### Problem to solve
For each line below, check whether "core" is present. Report how many lines have it, nothing else.

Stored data
---*---

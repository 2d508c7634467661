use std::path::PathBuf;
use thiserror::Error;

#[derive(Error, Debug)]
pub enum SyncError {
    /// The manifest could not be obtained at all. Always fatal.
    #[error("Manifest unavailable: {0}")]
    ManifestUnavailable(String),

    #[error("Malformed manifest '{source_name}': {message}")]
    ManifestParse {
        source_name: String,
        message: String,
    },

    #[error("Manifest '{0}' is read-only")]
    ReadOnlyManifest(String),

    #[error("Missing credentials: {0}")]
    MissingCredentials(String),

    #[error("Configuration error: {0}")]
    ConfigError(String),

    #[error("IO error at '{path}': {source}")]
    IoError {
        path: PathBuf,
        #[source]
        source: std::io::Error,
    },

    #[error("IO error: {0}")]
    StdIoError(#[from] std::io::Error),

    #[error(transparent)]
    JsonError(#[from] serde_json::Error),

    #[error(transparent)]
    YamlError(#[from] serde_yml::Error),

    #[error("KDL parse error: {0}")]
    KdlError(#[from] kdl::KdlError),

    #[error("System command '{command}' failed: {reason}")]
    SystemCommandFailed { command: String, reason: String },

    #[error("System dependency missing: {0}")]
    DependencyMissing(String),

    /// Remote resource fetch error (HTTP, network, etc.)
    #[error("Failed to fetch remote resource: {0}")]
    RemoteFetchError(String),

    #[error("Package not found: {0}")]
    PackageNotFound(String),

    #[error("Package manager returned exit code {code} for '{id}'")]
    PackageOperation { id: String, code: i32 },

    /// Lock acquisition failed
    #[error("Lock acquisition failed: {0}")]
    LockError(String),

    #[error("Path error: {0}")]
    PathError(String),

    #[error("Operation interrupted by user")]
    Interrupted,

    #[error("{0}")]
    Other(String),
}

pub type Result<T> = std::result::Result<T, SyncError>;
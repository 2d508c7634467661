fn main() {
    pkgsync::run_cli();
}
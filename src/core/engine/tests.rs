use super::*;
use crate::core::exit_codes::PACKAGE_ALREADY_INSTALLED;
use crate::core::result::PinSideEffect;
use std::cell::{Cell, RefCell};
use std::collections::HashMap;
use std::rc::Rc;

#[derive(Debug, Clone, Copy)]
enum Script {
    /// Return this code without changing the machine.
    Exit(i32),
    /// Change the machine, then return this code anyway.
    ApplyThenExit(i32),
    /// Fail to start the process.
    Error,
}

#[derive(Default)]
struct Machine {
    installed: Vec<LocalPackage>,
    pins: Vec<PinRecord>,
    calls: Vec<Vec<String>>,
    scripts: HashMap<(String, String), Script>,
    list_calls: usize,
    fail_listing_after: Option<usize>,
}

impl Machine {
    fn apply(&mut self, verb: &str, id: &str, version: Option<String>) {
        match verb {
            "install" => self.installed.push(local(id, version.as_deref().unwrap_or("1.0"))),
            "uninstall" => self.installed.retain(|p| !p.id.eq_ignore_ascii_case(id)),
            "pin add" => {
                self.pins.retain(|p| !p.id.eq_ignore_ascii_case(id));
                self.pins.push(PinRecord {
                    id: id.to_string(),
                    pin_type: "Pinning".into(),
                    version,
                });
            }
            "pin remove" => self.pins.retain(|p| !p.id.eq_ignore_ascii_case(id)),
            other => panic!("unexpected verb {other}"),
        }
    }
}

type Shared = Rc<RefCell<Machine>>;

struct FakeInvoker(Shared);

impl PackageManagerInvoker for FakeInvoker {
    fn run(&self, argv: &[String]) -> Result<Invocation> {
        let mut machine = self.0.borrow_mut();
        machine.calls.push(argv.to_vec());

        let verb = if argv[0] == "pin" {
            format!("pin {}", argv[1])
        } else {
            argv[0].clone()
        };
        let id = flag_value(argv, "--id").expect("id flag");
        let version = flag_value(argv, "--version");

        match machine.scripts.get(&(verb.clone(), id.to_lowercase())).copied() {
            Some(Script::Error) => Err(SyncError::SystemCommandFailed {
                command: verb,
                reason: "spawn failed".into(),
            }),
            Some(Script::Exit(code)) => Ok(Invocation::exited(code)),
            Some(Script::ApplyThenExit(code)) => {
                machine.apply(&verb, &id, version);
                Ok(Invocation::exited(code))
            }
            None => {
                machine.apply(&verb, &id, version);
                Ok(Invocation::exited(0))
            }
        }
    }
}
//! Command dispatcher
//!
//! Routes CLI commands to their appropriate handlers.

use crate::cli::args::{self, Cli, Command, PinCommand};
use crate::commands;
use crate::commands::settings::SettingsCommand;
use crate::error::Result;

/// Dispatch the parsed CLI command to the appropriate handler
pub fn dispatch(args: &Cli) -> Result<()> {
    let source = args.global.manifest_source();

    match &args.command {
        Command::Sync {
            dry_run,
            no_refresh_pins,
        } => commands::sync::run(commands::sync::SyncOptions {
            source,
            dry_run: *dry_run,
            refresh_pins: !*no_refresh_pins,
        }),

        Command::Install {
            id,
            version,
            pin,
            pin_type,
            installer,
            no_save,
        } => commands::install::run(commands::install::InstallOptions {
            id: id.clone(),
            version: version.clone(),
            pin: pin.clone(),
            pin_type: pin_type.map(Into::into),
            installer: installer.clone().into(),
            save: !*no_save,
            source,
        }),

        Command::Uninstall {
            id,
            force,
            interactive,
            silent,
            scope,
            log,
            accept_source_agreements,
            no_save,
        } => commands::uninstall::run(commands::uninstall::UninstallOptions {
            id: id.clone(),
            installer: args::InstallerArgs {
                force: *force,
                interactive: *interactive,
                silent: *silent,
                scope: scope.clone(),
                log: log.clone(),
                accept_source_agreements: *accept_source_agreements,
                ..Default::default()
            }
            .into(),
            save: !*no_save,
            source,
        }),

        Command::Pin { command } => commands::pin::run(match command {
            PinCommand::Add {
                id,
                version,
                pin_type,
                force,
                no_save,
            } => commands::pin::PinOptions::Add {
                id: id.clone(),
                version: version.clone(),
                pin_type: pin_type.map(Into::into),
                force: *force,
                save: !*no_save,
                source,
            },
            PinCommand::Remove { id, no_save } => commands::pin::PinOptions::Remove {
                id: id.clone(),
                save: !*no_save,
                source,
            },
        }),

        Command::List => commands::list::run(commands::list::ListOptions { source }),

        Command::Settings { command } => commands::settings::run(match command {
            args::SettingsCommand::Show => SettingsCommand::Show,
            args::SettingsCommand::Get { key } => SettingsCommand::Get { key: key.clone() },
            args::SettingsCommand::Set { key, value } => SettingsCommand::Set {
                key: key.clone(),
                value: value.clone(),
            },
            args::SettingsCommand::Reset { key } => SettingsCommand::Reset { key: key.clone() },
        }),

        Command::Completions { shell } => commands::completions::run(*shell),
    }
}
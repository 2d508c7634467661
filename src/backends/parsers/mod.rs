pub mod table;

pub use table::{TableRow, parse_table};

---*---

### Reply to the task
3